Prof. Dr. habil. Wolfgang Schmid Europa-Universität Flensburg Bild: Christina Pleyer
    Prof. Dr. habil. Wolfgang Schmid      Europa-Universität Flensburg                                                                                             Bild: Christina Pleyer                                                                                 

emovere

Emotion“ bedeutet dem Namen nach „Vorschein“. Emotion ist für das Ich der Vorschein des Selbst. Das Ich ist sich Selbst, indem es sich fühlt. „Gefühl“ ist der Dialog zwischen Ich und Selbst. Dieser Dialog findet im geistigen Raum der Vernunft statt und wird von dieser als Prozess zwar wahrgenommen, aber nur nachlässig reflektiert.

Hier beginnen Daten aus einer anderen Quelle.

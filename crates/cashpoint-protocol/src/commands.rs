//! Command codes understood by cash units.
//!
//! One code space covers both device classes; validators simply reject
//! dispenser-only commands with a `NEG` response and vice versa. The byte
//! values are the printable mnemonics the reference units use, which makes
//! serial captures readable.

use cashpoint_core::{Error, Result};
use serde::{Deserialize, Serialize};
use std::fmt;

/// Command byte carried at the CMD position of a command frame.
#[derive(Debug, Clone, Copy, PartialEq, Eq, Hash, Serialize, Deserialize)]
#[repr(u8)]
pub enum CommandCode {
    /// Reset the mechanism to its idle position.
    Reset = 0x52,

    /// Report the current device status byte and fault flags.
    Status = 0x53,

    /// Allow the validator to accept notes.
    Enable = 0x45,

    /// Stop accepting notes once the current read (if any) completes.
    Disable = 0x44,

    /// Commit the escrowed note to the stacker.
    Stack = 0x4B,

    /// Return the escrowed note to the customer.
    Return = 0x42,

    /// Feed notes from the cassettes; payload carries per-cassette counts.
    Dispense = 0x57,

    /// Eject residual cash left in the transport path or shutter.
    Purge = 0x47,

    /// Program the cassette-to-denomination mapping.
    SetCassettes = 0x43,

    /// Present fed notes to the customer (recycler shutter).
    Present = 0x4F,

    /// Pull presented but untaken notes back in and close the shutter.
    Retract = 0x54,

    /// Pass the operator licence token through to the device.
    VerifyLicense = 0x4C,

    /// Query the denomination table the validator recognizes.
    QueryDenominations = 0x51,
}

impl CommandCode {
    /// Parse a command byte.
    ///
    /// # Errors
    ///
    /// Returns [`Error::InvalidCommandCode`] for bytes outside the command
    /// set.
    pub fn from_u8(code: u8) -> Result<Self> {
        match code {
            0x52 => Ok(Self::Reset),
            0x53 => Ok(Self::Status),
            0x45 => Ok(Self::Enable),
            0x44 => Ok(Self::Disable),
            0x4B => Ok(Self::Stack),
            0x42 => Ok(Self::Return),
            0x57 => Ok(Self::Dispense),
            0x47 => Ok(Self::Purge),
            0x43 => Ok(Self::SetCassettes),
            0x4F => Ok(Self::Present),
            0x54 => Ok(Self::Retract),
            0x4C => Ok(Self::VerifyLicense),
            0x51 => Ok(Self::QueryDenominations),
            other => Err(Error::InvalidCommandCode { code: other }),
        }
    }

    /// The wire byte for this command.
    #[must_use]
    pub fn as_u8(self) -> u8 {
        self as u8
    }

    /// Human-readable command name for logs.
    #[must_use]
    pub fn name(self) -> &'static str {
        match self {
            Self::Reset => "Reset",
            Self::Status => "Status",
            Self::Enable => "Enable",
            Self::Disable => "Disable",
            Self::Stack => "Stack",
            Self::Return => "Return",
            Self::Dispense => "Dispense",
            Self::Purge => "Purge",
            Self::SetCassettes => "SetCassettes",
            Self::Present => "Present",
            Self::Retract => "Retract",
            Self::VerifyLicense => "VerifyLicense",
            Self::QueryDenominations => "QueryDenominations",
        }
    }
}

impl fmt::Display for CommandCode {
    fn fmt(&self, f: &mut fmt::Formatter<'_>) -> fmt::Result {
        write!(f, "{}", self.name())
    }
}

Versuchen wir, das Phänomen des Gefühls denkend zu erfahren. Zu diesem Zweck nutzen wir das Sprachzeichen „Haus“. Nun entscheiden unsere Gefühle, auf welche Art und Weise uns dieses Wort ein Bild von Haus in unserer Vorstellung erzeugen. Uns erscheint gewöhnlich zunächst ein Bild von jenem Haus, welches für uns eine besondere Rolle spielt. Das kann das Haus sein, in dem wir gerade wohnen, oder das, in dem wir aufgewachsen sind.

Mit dem modifizierten Wort „Elternhaus“ gestalten sich Ereignisse aus unserer Kindheit oder Jugend. Die vorstellungsmäßige Annäherung an ein besonderes Ereignis wird emotional bestimmt. Bei mir ist es merkwürdigerweise die Haustüre und das Treppenhaus. Ich gehe hinauf zu unserer Wohnung, aber es ereignet sich unmittelbar nichts. Ich betrete die Wohnung, aber es ist niemand da!